# [EXERCISE AIM]
Everything in the data below is left aside except the lines from the one containing "being delivered are" through the one containing "pub fn publish(&self, event: &RunEvent)"; repeat those exactly.

# [SOURCE DATA]

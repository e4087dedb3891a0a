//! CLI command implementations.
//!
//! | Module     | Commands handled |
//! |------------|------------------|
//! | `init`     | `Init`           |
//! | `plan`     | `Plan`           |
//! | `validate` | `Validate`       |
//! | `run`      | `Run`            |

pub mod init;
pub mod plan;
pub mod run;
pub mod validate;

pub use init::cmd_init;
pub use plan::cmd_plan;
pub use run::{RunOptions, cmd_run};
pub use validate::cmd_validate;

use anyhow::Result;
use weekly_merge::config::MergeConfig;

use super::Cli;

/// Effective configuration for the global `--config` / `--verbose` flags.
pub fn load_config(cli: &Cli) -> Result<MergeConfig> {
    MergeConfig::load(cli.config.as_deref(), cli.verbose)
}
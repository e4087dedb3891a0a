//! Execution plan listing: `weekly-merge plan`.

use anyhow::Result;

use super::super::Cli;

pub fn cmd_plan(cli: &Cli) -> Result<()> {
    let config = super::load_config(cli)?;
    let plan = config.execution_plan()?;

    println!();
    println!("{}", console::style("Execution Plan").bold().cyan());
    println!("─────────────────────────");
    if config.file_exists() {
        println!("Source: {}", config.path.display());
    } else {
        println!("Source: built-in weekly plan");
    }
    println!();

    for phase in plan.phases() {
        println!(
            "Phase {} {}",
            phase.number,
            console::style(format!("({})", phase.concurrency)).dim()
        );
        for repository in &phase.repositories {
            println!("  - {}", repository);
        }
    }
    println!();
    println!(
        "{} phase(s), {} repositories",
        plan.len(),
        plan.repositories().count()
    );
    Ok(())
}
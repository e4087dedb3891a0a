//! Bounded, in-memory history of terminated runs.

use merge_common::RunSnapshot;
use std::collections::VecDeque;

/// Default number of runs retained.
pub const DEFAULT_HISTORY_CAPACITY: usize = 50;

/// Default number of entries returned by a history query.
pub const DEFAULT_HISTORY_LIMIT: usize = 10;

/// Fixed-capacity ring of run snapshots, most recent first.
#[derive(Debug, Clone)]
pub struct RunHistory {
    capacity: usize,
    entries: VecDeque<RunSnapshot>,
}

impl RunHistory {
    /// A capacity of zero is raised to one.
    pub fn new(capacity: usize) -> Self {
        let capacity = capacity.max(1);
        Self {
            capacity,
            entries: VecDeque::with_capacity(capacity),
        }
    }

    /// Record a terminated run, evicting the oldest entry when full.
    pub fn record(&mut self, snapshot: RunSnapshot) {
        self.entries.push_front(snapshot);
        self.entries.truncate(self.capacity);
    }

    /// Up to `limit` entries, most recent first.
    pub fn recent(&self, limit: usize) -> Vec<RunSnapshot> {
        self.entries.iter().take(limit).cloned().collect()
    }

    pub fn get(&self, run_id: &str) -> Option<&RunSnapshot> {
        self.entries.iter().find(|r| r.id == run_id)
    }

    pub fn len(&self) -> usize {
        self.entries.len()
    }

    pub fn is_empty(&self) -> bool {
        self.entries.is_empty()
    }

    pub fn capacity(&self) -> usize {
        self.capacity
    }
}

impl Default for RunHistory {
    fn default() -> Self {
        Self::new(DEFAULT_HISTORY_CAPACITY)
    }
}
--
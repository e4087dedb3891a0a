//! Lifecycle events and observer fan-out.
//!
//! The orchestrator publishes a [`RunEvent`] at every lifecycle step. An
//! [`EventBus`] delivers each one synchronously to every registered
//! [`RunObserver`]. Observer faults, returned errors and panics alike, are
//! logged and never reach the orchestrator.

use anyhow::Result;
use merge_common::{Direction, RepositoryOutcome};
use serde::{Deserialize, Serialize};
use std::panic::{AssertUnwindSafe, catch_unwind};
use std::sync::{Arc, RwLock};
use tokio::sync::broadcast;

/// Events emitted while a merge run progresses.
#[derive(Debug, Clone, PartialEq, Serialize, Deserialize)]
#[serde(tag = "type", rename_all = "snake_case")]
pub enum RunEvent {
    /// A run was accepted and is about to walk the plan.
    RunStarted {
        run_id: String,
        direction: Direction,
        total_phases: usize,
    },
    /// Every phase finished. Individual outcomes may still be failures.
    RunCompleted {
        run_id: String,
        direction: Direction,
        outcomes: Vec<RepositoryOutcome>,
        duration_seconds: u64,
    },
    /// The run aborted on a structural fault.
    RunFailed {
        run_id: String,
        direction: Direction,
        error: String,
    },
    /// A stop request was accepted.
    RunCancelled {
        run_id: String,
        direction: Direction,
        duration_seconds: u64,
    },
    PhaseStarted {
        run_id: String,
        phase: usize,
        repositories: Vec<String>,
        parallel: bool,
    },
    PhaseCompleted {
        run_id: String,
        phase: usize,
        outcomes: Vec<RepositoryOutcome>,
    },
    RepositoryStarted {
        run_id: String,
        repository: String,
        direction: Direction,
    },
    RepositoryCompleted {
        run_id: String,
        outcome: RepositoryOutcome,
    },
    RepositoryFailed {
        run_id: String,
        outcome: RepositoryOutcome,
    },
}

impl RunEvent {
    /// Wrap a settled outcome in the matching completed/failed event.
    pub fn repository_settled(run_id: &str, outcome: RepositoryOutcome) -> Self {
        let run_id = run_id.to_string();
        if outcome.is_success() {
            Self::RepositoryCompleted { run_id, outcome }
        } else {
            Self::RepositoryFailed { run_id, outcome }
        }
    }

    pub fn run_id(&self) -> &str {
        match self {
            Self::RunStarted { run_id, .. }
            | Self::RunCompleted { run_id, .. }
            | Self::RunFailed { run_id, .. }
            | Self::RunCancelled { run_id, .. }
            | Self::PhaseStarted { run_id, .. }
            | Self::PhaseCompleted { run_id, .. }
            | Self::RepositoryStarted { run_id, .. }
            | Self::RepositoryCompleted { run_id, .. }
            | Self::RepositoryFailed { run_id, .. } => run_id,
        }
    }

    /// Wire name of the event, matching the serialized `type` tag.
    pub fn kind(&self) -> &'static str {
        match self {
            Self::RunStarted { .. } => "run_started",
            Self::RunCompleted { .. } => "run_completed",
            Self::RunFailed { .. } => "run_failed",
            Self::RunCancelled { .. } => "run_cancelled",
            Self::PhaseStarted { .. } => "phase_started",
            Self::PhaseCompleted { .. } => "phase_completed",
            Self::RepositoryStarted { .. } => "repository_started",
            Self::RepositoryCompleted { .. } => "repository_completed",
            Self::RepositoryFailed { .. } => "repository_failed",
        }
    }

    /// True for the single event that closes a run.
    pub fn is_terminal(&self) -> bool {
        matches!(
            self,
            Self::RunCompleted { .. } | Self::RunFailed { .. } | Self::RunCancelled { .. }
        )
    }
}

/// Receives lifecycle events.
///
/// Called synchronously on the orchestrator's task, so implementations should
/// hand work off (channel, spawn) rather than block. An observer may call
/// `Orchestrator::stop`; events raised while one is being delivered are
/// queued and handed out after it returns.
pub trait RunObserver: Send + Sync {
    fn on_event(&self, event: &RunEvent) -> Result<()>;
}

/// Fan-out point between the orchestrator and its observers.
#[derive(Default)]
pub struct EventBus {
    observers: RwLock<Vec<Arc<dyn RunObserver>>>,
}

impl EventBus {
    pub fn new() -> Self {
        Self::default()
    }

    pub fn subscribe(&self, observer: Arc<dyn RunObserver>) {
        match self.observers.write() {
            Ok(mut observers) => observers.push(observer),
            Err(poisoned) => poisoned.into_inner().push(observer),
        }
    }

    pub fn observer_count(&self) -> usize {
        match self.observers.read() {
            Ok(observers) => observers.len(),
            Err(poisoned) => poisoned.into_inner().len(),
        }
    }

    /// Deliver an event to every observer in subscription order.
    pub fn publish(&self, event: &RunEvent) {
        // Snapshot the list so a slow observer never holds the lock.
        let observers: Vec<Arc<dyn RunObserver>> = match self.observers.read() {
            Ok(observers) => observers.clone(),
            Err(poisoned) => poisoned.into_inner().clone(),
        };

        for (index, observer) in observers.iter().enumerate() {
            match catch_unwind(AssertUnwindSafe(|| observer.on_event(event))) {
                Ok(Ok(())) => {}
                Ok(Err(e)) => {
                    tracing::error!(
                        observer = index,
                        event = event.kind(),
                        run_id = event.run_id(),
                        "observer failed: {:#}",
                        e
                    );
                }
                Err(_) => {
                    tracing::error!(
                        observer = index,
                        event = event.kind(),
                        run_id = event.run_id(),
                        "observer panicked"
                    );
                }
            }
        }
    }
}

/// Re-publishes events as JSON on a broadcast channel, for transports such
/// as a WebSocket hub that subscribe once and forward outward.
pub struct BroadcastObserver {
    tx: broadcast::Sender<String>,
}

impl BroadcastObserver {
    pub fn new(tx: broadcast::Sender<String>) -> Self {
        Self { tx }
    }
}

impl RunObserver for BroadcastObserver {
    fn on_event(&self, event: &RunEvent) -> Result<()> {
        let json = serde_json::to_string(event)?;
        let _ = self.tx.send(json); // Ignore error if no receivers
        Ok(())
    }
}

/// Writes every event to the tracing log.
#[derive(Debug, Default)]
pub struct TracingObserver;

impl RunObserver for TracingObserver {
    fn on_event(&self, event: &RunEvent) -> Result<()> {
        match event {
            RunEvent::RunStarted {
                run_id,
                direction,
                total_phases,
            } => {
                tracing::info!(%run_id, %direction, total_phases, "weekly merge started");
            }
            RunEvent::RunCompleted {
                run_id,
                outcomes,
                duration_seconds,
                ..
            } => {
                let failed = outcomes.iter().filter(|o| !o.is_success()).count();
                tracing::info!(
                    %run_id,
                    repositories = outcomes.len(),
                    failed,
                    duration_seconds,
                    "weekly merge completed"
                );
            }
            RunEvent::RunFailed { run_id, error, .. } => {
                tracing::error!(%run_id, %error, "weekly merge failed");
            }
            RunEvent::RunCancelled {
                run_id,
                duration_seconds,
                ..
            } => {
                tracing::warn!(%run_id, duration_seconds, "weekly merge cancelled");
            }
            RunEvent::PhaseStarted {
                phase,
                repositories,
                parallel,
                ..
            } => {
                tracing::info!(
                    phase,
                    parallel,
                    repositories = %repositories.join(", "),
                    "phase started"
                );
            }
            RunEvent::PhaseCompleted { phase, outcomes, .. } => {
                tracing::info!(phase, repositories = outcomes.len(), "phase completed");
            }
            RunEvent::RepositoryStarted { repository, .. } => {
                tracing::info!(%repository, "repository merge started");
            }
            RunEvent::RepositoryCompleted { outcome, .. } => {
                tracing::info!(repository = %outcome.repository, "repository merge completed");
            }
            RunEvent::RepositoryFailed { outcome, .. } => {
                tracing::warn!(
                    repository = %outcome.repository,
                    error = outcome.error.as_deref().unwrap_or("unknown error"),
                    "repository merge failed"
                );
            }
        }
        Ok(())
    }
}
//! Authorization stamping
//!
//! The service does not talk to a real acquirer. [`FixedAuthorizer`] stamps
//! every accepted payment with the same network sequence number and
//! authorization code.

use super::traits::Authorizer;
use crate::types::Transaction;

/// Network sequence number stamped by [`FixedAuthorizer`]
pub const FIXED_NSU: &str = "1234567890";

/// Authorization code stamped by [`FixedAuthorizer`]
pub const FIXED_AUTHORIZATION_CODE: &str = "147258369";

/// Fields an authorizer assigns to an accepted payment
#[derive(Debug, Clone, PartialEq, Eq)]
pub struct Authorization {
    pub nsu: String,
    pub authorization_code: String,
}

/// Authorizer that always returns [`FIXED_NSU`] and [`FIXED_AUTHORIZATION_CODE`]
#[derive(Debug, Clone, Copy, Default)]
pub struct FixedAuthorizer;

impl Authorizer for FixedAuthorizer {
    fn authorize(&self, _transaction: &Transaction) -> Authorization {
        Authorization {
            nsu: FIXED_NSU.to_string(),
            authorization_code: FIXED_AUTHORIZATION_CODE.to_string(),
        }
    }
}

# [ANSWER TO THE EXERCISE]
/// `Orchestrator::stop`; events raised while one is being delivered are
/// queued and handed out after it returns.
pub trait RunObserver: Send + Sync {
    fn on_event(&self, event: &RunEvent) -> Result<()>;
}

/// Fan-out point between the orchestrator and its observers.
#[derive(Default)]
pub struct EventBus {
    observers: RwLock<Vec<Arc<dyn RunObserver>>>,
}

impl EventBus {
    pub fn new() -> Self {
        Self::default()
    }

    pub fn subscribe(&self, observer: Arc<dyn RunObserver>) {
        match self.observers.write() {
            Ok(mut observers) => observers.push(observer),
            Err(poisoned) => poisoned.into_inner().push(observer),
        }
    }

    pub fn observer_count(&self) -> usize {
        match self.observers.read() {
            Ok(observers) => observers.len(),
            Err(poisoned) => poisoned.into_inner().len(),
        }
    }

    /// Deliver an event to every observer in subscription order.
    pub fn publish(&self, event: &RunEvent) {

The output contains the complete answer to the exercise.